5. She also claims, another common Creationist canard, that science thinks that it "can account for everything". She's close, but she claims that it "flies in the face of reason and evidence". OK now she really needs to explain how a philosophy, Materialism, which is only concerned with things that can be proven and supported by evidence flies in the face of reason and evidence. I don't get it. Call is Materialism, Physicalism, Naturalism, or whatever, science is only concerned with natural explanations and does not address the supernatural.

OK, so while I disagree with what she has said so far, I really did enjoy the next part of her article:

LGF asked "Where are the peer reviewed studies? Where are the experimental proofs that can be duplicated by other scientists? Answer: nonexistent. "
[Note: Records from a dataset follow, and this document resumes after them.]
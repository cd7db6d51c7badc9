//! Module providing JSON IO for thermorev Models
//!
//! Reads metabolic models in the COBRA JSON schema. Fields the reversibility
//! check never consults (genes, gene reaction rules, objective coefficients)
//! are skipped during deserialization.
use std::fs;
use std::path::Path;

use indexmap::IndexMap;
use serde::{Deserialize, Serialize};
use serde_json::Value;
use thiserror::Error;

use crate::metabolic_model::annotation::Annotation;
use crate::metabolic_model::metabolite::Metabolite;
use crate::metabolic_model::model::Model;
use crate::metabolic_model::reaction::{Reaction, ReactionBuilder, ReactionBuilderError};

// region JSON Model
/// Represents a JSON serialized model, used for reading models in json format
#[derive(Serialize, Deserialize)]
struct JsonModel {
    metabolites: Vec<JsonMetabolite>,
    reactions: Vec<JsonReaction>,
    id: Option<String>,
    compartments: Option<IndexMap<String, String>>,
    version: Option<String>,
}

#[derive(Serialize, Deserialize)]
struct JsonMetabolite {
    id: String,
    name: Option<String>,
    compartment: Option<String>,
    charge: Option<i32>,
    formula: Option<String>,
    notes: Option<Value>,
    annotation: Option<Value>,
}

#[derive(Serialize, Deserialize)]
struct JsonReaction {
    id: String,
    name: Option<String>,
    metabolites: IndexMap<String, f64>,
    lower_bound: f64,
    upper_bound: f64,
    subsystem: Option<String>,
    notes: Option<Value>,
    annotation: Option<Value>,
}
// endregion JSON Model

// region Conversions

/// Normalize a JSON annotation object into an Annotation map
///
/// Annotation values appear in model files either as a single string or as a
/// list of strings, both forms are flattened into a list per namespace.
fn convert_annotation(value: Option<Value>) -> Annotation {
    let mut annotation = Annotation::new();
    let Some(Value::Object(entries)) = value else {
        return annotation;
    };
    for (namespace, ids) in entries {
        match ids {
            Value::String(id) => annotation.insert(&namespace, &id),
            Value::Array(list) => {
                for id in list {
                    if let Value::String(id) = id {
                        annotation.insert(&namespace, &id);
                    }
                }
            }
            _ => {}
        }
    }
    annotation
}

impl From<JsonMetabolite> for Metabolite {
    fn from(m: JsonMetabolite) -> Self {
        Self {
            id: m.id,
            name: m.name,
            compartment: m.compartment,
            charge: m.charge.unwrap_or_default(),
            formula: m.formula,
            notes: m.notes.map(|v| v.to_string()),
            annotation: convert_annotation(m.annotation),
        }
    }
}

impl Model {
    /// Read a metabolic model from a COBRA schema JSON file
    pub fn read_json<P: AsRef<Path>>(path: P) -> Result<Model, JsonError> {
        let model_str = match fs::read_to_string(path) {
            Ok(data) => data,
            Err(err) => return Err(JsonError::UnableToRead(format!("{:?}", err))),
        };
        let json_model = match serde_json::from_str::<JsonModel>(&model_str) {
            Ok(model) => model,
            Err(err) => return Err(JsonError::UnableToParse(format!("{:?}", err))),
        };
        Model::from_json(json_model)
    }

    fn from_json(json_model: JsonModel) -> Result<Self, JsonError> {
        let mut reactions: IndexMap<String, Reaction> = IndexMap::new();
        let mut metabolites: IndexMap<String, Metabolite> = IndexMap::new();
        // Start by converting the metabolites using the From method
        json_model.metabolites.into_iter().for_each(|m| {
            metabolites.insert(m.id.clone(), Metabolite::from(m));
        });
        // Now build each reaction
        for rxn in json_model.reactions {
            let new_reaction = ReactionBuilder::default()
                .id(rxn.id.clone())
                .metabolites(rxn.metabolites)
                .name(rxn.name)
                .lower_bound(rxn.lower_bound)
                .upper_bound(rxn.upper_bound)
                .subsystem(rxn.subsystem)
                .notes(rxn.notes.map(|v| v.to_string()))
                .annotation(convert_annotation(rxn.annotation))
                .build()?;
            reactions.insert(rxn.id, new_reaction);
        }
        Ok(Model {
            reactions,
            metabolites,
            id: json_model.id,
            compartments: json_model.compartments,
            version: json_model.version,
        })
    }
}

#[derive(Error, Debug)]
pub enum JsonError {
    #[error("Unable to read file due to {0}")]
    UnableToRead(String),
    #[error("Unable to parse json due to {0}")]
    UnableToParse(String),
    #[error("Unable to build reaction")]
    UnableToBuildReaction(#[from] ReactionBuilderError),
}

// endregion Conversions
Melanie replied "Well of course they are non-existent -- because ID is not in itself a scientific discovery. It is rather an inference from scientific discoveries. . . .It is an idea, a conclusion to a chain of observation and thought . . .ID is thus a paradox. The whole point is that it states that the ‘intelligent designer’ it posits as the only logical inference from scientifically verifiable complexity cannot be known through scientific means. . . .ID idea is that there is a limit to science beyond which it cannot go . . .That is where science stops and faith begins.
Now I did string together a few of her comments, you can read the article yourself and see if I missed the idea. But it seems to me she is making the argument that while ID might claim to have been born of science, a claim I still disagree with, it in itself is not scientific but based on faith.

6. Next Melanie uses a defense mechanism called Projection. She claims that pro-science is claiming that the whole ID movement is a conspiracy:
"Like all conspiracy theories, this one is characterised by irrationality, distortion and hysteria. Assuming that there was indeed dirty work at the Creationist crossroads over Of Pandas and People – so what? One sneaky attempt to get round the constitutional bar on teaching religion in public schools doesn’t prove that the whole ID movement was a Giant Creationist Conspiracy."
Melanie, here is where you need to do your homework. Rather than denigrate the Wedge Document, look at ALL the things Phil Johnson's organization, the Discovery Institute is doing and you will find it hard not to accept the whole ID movement is a concerted effort to bring Religion into the secular classroom. It's not one text book, but how about the support the Discovery Institute gave to the misguided school board in Dover PA? How about the lies and misrepresentations the Discovery Institute told the Ohio State School Board? How about the "Teach the Controversy", "Academic Freedom" and "Strengths and Weaknesses" tactics used by the Discovery Institute? How about Tejon California, Guillermo Gonzales, Richard Sternberg, and the 700 mis-represented signatures on the Discovery Institute's "Dissent from Darwin" document? (look here, here and here)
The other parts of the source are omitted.